At twenty-one, I was on the scenic college track – taking many long years to finish a BA at Columbia University.  I worked hard to earn my degree, but I also enjoyed every minute of this experience.

I even joined a co-ed fraternity, Iota Epsilon Pi.  We might have been a tad nerdy, maybe, but we knew how to party.  Some of our roof top parties were legendary.  At least that’s how I remember those times.

One night, in particular, is so very vivid.  Some of my frat friends followed me home to St. Thomas for Spring Break.  Lots of beach fun and sun (too much for some.)  But it wasn’t enough. 

It might have been 10 PM when we decided that we had to have a beach party.  So, we carted the boom box and a pitcher of frozen daiquiris to Brewers Bay. 

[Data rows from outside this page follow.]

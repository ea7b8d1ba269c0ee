//! Live query subscriptions.
//!
//! Stores publish a full collection snapshot through a `tokio::sync::watch`
//! channel on every committed write. A [`Subscription`] re-evaluates its query
//! against the newest snapshot, so observers always see the current matching
//! set without polling.

use futures::{Stream, StreamExt};
use std::sync::Arc;
use tokio::sync::watch;
use tokio_stream::wrappers::WatchStream;

/// Immutable view of a whole collection.
pub type Snapshot<T> = Arc<Vec<T>>;

type View<T, U> = Arc<dyn Fn(&[T]) -> Vec<U> + Send + Sync>;

/// Query result that follows a collection as it changes.
///
/// # Examples
///
/// ```
/// use portfoliohub_interface::Subscription;
/// use std::sync::Arc;
/// use tokio::sync::watch;
///
/// # #[tokio::main]
/// # async fn main() {
/// let (tx, rx) = watch::channel(Arc::new(vec![1, 2, 3]));
/// let mut evens = Subscription::new(rx, |all: &[i32]| {
///     all.iter().copied().filter(|n| n % 2 == 0).collect()
/// });
/// assert_eq!(evens.current(), vec![2]);
///
/// tx.send(Arc::new(vec![2, 4, 5])).unwrap();
/// assert_eq!(evens.changed().await, Some(vec![2, 4]));
/// # }
/// ```
pub struct Subscription<T, U = T> {
    rx: watch::Receiver<Snapshot<T>>,
    view: View<T, U>,
}

impl<T, U> Subscription<T, U>
where
    T: Clone + Send + Sync + 'static,
    U: Send + 'static,
{
    /// Subscribe `view` to a snapshot channel.
    pub fn new<F>(rx: watch::Receiver<Snapshot<T>>, view: F) -> Self
    where
        F: Fn(&[T]) -> Vec<U> + Send + Sync + 'static,
    {
        Self {
            rx,
            view: Arc::new(view),
        }
    }

    /// Evaluate the query against the latest snapshot.
    pub fn current(&self) -> Vec<U> {
        let snapshot = Arc::clone(&*self.rx.borrow());
        (self.view)(&snapshot[..])
    }

    /// Wait for the next committed write and return the re-evaluated result.
    ///
    /// Returns `None` once the store has been dropped.
    pub async fn changed(&mut self) -> Option<Vec<U>> {
        self.rx.changed().await.ok()?;
        Some(self.current())
    }

    /// Stream of results, starting with the current one.
    pub fn into_stream(self) -> impl Stream<Item = Vec<U>> + Send {
        let view = self.view;
        WatchStream::new(self.rx).map(move |snapshot| view(&snapshot[..]))
    }
}

impl<T, U> std::fmt::Debug for Subscription<T, U> {
    fn fmt(&self, f: &mut std::fmt::Formatter<'_>) -> std::fmt::Result {
        f.debug_struct("Subscription").finish_non_exhaustive()
    }
}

Under the glittering light of a heavy-set moon, we danced to UB40′s Red Red Wine while running through the foamy water’s edge.  Unforgettable.

Thirty-three?

Music? What music?  This is just a blur of early mommyhood.

Forty?

My fortieth birthday was awesome.  My sisters came to visit with all their kids.  It was loud, too loud for music.

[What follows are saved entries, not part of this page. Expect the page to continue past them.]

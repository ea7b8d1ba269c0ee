//! Admin override tests.

mod test_utils;

use portfoliohub_core::{
    AccountId, AccountUpdate, BalanceDelta, CommentStatus, ListingDuration, ListingId,
    ListingStatus, MaintenanceUpdate, RewardAction, Role,
};
use portfoliohub_error::{LedgerErrorKind, PermissionErrorKind};
use portfoliohub_interface::{Clock, ConfigStore};
use portfoliohub_services::ListingOrder;
use std::collections::BTreeSet;
use std::sync::Arc;
use test_utils::{ModeratorScript, ScriptedModerator, TestHub, draft};

#[tokio::test]
async fn test_members_are_refused() {
    let hub = TestHub::new();
    let m = hub.member("m", 25, 0).await;

    let err = hub.admin.accounts_by_points(&m).await.unwrap_err();
    assert!(matches!(
        err.permission_kind(),
        Some(PermissionErrorKind::AdminRequired(_))
    ));
    assert!(hub.admin.grant(&m, &m.id, BalanceDelta::points(100)).await.is_err());
    assert_eq!(hub.balances(&m.id).await, (25, 0));
}

#[tokio::test]
async fn test_set_account_is_unchecked() {
    let hub = TestHub::new();
    let admin = hub.account("admin", Role::Admin, 0, 0).await;
    let m = hub.member("m", 25, 0).await;

    let updated = hub
        .admin
        .set_account(
            &admin,
            &m.id,
            &AccountUpdate {
                role: Some(Role::Admin),
                points: Some(-10),
                credits: Some(3),
                ..Default::default()
            },
        )
        .await
        .unwrap();
    assert_eq!(updated.role, Role::Admin);
    assert_eq!((updated.points, updated.credits), (-10, 3));
}

#[tokio::test]
async fn test_founder_rules() {
    let hub = TestHub::new();
    let admin = hub.account("admin", Role::Admin, 0, 0).await;
    let founder = hub.account("founder", Role::Founder, 0, 0).await;
    let m = hub.member("m", 25, 0).await;

    let promote = AccountUpdate {
        role: Some(Role::Founder),
        ..Default::default()
    };
    let err = hub.admin.set_account(&admin, &m.id, &promote).await.unwrap_err();
    assert!(matches!(
        err.permission_kind(),
        Some(PermissionErrorKind::FounderRequired(_))
    ));

    let demote = AccountUpdate {
        role: Some(Role::Member),
        ..Default::default()
    };
    assert!(hub.admin.set_account(&admin, &founder.id, &demote).await.is_err());

    assert_eq!(
        hub.admin
            .set_account(&founder, &m.id, &promote)
            .await
            .unwrap()
            .role,
        Role::Founder
    );
}

#[tokio::test]
async fn test_grants() {
    let hub = TestHub::new();
    let admin = hub.account("admin", Role::Admin, 0, 0).await;
    let a = hub.member("a", 1, 0).await;
    let b = hub.member("b", 2, 0).await;

    let account = hub
        .admin
        .grant(&admin, &a.id, BalanceDelta::points(10).and_credits(2))
        .await
        .unwrap();
    assert_eq!((account.points, account.credits), (11, 2));

    let unchanged = hub.admin.grant(&admin, &a.id, BalanceDelta::default()).await.unwrap();
    assert_eq!((unchanged.points, unchanged.credits), (11, 2));

    let report = hub
        .admin
        .bulk_grant(
            &admin,
            &[a.id.clone(), b.id.clone(), AccountId::from("ghost")],
            BalanceDelta::credits(5),
        )
        .await
        .unwrap();
    assert_eq!(report.granted.len(), 2);
    assert_eq!(report.failed.len(), 1);
    assert_eq!(report.failed[0].0, AccountId::from("ghost"));
    assert_eq!(hub.balances(&a.id).await, (11, 7));
    assert_eq!(hub.balances(&b.id).await, (2, 5));

    let empty = hub
        .admin
        .bulk_grant(&admin, &[a.id.clone()], BalanceDelta::default())
        .await
        .unwrap();
    assert!(empty.granted.is_empty() && empty.failed.is_empty());
}

#[tokio::test]
async fn test_grant_past_balance_limit_is_refused() {
    let hub = TestHub::new();
    let admin = hub.account("admin", Role::Admin, 0, 0).await;
    let rich = hub.member("rich", 0, 0).await;
    hub.admin
        .set_account(
            &admin,
            &rich.id,
            &AccountUpdate {
                points: Some(i64::MAX),
                ..Default::default()
            },
        )
        .await
        .unwrap();

    let err = hub
        .admin
        .grant(&admin, &rich.id, BalanceDelta::points(1).and_credits(4))
        .await
        .unwrap_err();
    assert_eq!(
        err.ledger_kind(),
        Some(&LedgerErrorKind::BalanceOverflow {
            field: "points".to_string(),
            current: i64::MAX,
            delta: 1,
        })
    );
    assert_eq!(hub.balances(&rich.id).await, (i64::MAX, 0));

    let report = hub
        .admin
        .bulk_grant(&admin, &[rich.id.clone(), admin.id.clone()], BalanceDelta::points(1))
        .await
        .unwrap();
    assert_eq!(report.granted.len(), 1);
    assert_eq!(report.failed[0].0, rich.id);

    assert!(hub.ledger.award(&rich.id, RewardAction::LikeReceived).await.is_err());
    assert_eq!(hub.balances(&rich.id).await, (i64::MAX, 0));
}

#[tokio::test]
async fn test_comment_approval_survives_award_overflow() {
    let hub = TestHub::with_moderator(Arc::new(ScriptedModerator::new(ModeratorScript::Fail)));
    let admin = hub.account("admin", Role::Admin, 0, 0).await;
    let rich = hub.account("rich", Role::Member, i64::MAX, 0).await;

    let comment = hub
        .comments
        .submit_comment(&ListingId::from("l1"), &rich, "Lovely palette")
        .await
        .unwrap();
    hub.comments.flush().await;

    let approved = hub.admin.approve_comment(&admin, &comment.id).await.unwrap();
    assert_eq!(approved.status, CommentStatus::Approved);
    assert_eq!(hub.balances(&rich.id).await, (i64::MAX, 0));

    let stored = hub.comments.comment(&comment.id).await.unwrap().unwrap();
    assert!(stored.points_awarded);
}

#[tokio::test]
async fn test_account_queries() {
    let hub = TestHub::new();
    let admin = hub.account("admin", Role::Admin, 0, 0).await;
    hub.member("alice", 5, 0).await;
    hub.member("bob", 50, 0).await;
    hub.member("malika", 20, 0).await;

    let ranked: Vec<i64> = hub
        .admin
        .accounts_by_points(&admin)
        .await
        .unwrap()
        .iter()
        .map(|a| a.points)
        .collect();
    assert_eq!(ranked, vec![50, 20, 5, 0]);

    let found: Vec<String> = hub
        .admin
        .search_accounts(&admin, "li")
        .await
        .unwrap()
        .into_iter()
        .map(|a| a.display_name)
        .collect();
    assert_eq!(found, vec!["ALICE", "MALIKA"]);
}

#[tokio::test]
async fn test_listing_overrides() {
    let hub = TestHub::new();
    let admin = hub.account("admin", Role::Admin, 0, 0).await;
    let a = hub.member("a", 0, 2).await;
    let first = hub
        .listings
        .create_listing(&a.id, &draft("One"), ListingDuration::OneHour)
        .await
        .unwrap();
    let second = hub
        .listings
        .create_listing(&a.id, &draft("Two"), ListingDuration::OneHour)
        .await
        .unwrap();

    hub.admin
        .set_listing_status(&admin, &first.id, ListingStatus::Pending)
        .await
        .unwrap();
    let visible = hub.listings.visible_listings(ListingOrder::Newest).await.unwrap();
    assert_eq!(visible.len(), 1);

    let pending = hub
        .admin
        .all_listings(&admin, Some(ListingStatus::Pending))
        .await
        .unwrap();
    assert_eq!(pending.len(), 1);
    assert_eq!(pending[0].id, first.id);

    hub.admin.delete_listing(&admin, &second.id).await.unwrap();
    assert_eq!(hub.admin.all_listings(&admin, None).await.unwrap().len(), 1);
    assert!(hub.listings.visible_listings(ListingOrder::Newest).await.unwrap().is_empty());

    assert!(hub.admin.delete_listing(&a, &first.id).await.is_err());
}

#[tokio::test]
async fn test_maintenance_toggle_writes_backup_first() {
    let hub = TestHub::new();
    let admin = hub.account("admin", Role::Admin, 0, 0).await;
    let founder = hub.account("founder", Role::Founder, 0, 0).await;

    assert!(hub.admin.toggle_maintenance(&admin).await.is_err());
    assert!(hub.config_store.backups().await.unwrap().is_empty());

    let started = hub.clock.now();
    let on = hub.admin.toggle_maintenance(&founder).await.unwrap();
    assert!(on.is_active);
    assert_eq!(on.start_time, started);

    let backups = hub.config_store.backups().await.unwrap();
    assert_eq!(backups.len(), 1);
    assert_eq!(backups[0].id, format!("backup_{}", started.timestamp_millis()));
    assert_eq!(backups[0].description, "Automatic backup before maintenance");

    hub.clock.advance(chrono::Duration::minutes(15));
    let off = hub.admin.toggle_maintenance(&founder).await.unwrap();
    assert!(!off.is_active);
    assert_eq!(off.start_time, started);
    assert_eq!(hub.config_store.backups().await.unwrap().len(), 1);
}

#[tokio::test]
async fn test_maintenance_admission() {
    let hub = TestHub::new();
    let founder = hub.account("founder", Role::Founder, 0, 0).await;
    let admin = hub.account("admin", Role::Admin, 0, 0).await;
    let m = hub.member("m", 25, 0).await;
    let guest = hub.member("guest", 25, 0).await;

    let config = hub
        .admin
        .update_maintenance(
            &founder,
            &MaintenanceUpdate {
                message: Some("Back at noon".to_string()),
                allowed_users: Some(BTreeSet::from([guest.id.clone()])),
                ..Default::default()
            },
        )
        .await
        .unwrap();
    assert_eq!(config.message, "Back at noon");
    assert!(!config.is_active);

    let config = hub.admin.toggle_maintenance(&founder).await.unwrap();
    assert_eq!(config.message, "Back at noon");
    assert!(config.admits(&admin));
    assert!(config.admits(&guest));
    assert!(!config.admits(&m));

    hub.clock.advance(chrono::Duration::minutes(7));
    let current = hub.admin.maintenance().await.unwrap();
    assert_eq!(
        current.elapsed(hub.clock.now()),
        Some(chrono::Duration::minutes(7))
    );
}

#[tokio::test]
async fn test_admin_console_credentials() {
    let hub = TestHub::new();
    assert!(hub.admin.verify_admin_credentials("root", "hunter22").is_ok());
    let err = hub
        .admin
        .verify_admin_credentials("root", "hunter22 ")
        .unwrap_err();
    assert_eq!(
        err.permission_kind(),
        Some(&PermissionErrorKind::InvalidAdminCredentials)
    );
    assert!(hub.admin.verify_admin_credentials("Root", "hunter22").is_err());
}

What played at your wedding?

wedding3 Some of our songs: A Kiss To Build A Dream On; You Must Have Been A Beautiful Baby; Stardust; Chicken Dance; Electric Slide

I went a little overboard planning a traditional wedding, complete with ivory lace dress and a morning coat for Dave.  So it would’ve been silly to just have a DJ.  No, we hired the Manhattan Sound Big Band with Robert Derke on Saxophone.

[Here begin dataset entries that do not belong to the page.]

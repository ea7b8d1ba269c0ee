//! Command-line interface module.

mod commands;
mod inspect;
mod simulate;

pub use commands::{Cli, Commands};
pub use inspect::{moderate_text, print_config, print_packages};
pub use simulate::simulate;
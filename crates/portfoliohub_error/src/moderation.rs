//! Moderation gateway error types.
//!
//! These errors never reach end users: the gateway recovers from them with the
//! fallback heuristic.

/// Ways the external classifier can fail.
#[derive(Debug, Clone, PartialEq, Eq, Hash, derive_more::Display)]
pub enum ModerationErrorKind {
    /// Classifier could not be reached
    #[display("Classifier request failed: {}", _0)]
    Http(String),
    /// Classifier answered with a non-success status
    #[display("Classifier returned status {}: {}", status, message)]
    Api {
        /// HTTP status code
        status: u16,
        /// Response body
        message: String,
    },
    /// Classifier answer did not match the decision contract
    #[display("Malformed classifier response: {}", _0)]
    MalformedResponse(String),
    /// No classifier configured (missing endpoint or API key)
    #[display("Classifier not configured: {}", _0)]
    NotConfigured(String),
    /// Moderation could not complete at all
    #[display("Moderation unavailable: {}", _0)]
    Unavailable(String),
}

/// Moderation error with location tracking.
#[derive(Debug, Clone, derive_more::Display, derive_more::Error)]
#[display("Moderation Error: {} at line {} in {}", kind, line, file)]
pub struct ModerationError {
    /// The kind of error that occurred
    pub kind: ModerationErrorKind,
    /// Line number where error was created
    pub line: u32,
    /// File where error was created
    pub file: &'static str,
}

impl ModerationError {
    /// Create a new moderation error with automatic location tracking.
    #[track_caller]
    pub fn new(kind: ModerationErrorKind) -> Self {
        let location = std::panic::Location::caller();
        Self {
            kind,
            line: location.line(),
            file: location.file(),
        }
    }

    /// Get the error kind.
    pub fn kind(&self) -> &ModerationErrorKind {
        &self.kind
    }
}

It was so beautiful, so elegant, even though we totally failed the Arthur Murray dance lessons.  Dave only stepped on my toes a few times.

Actually, I couldn’t remember our songs at all.  Fortunately, I still have our wedding binder that I’ll use to someday create a wedding album – any day now.

I do remember one memorable song.  Barry, one of Dave’s resident buddies, sang a duet with Dave of his favorite song, Moon River.  Dave has wisely decided not to pursue a singing career.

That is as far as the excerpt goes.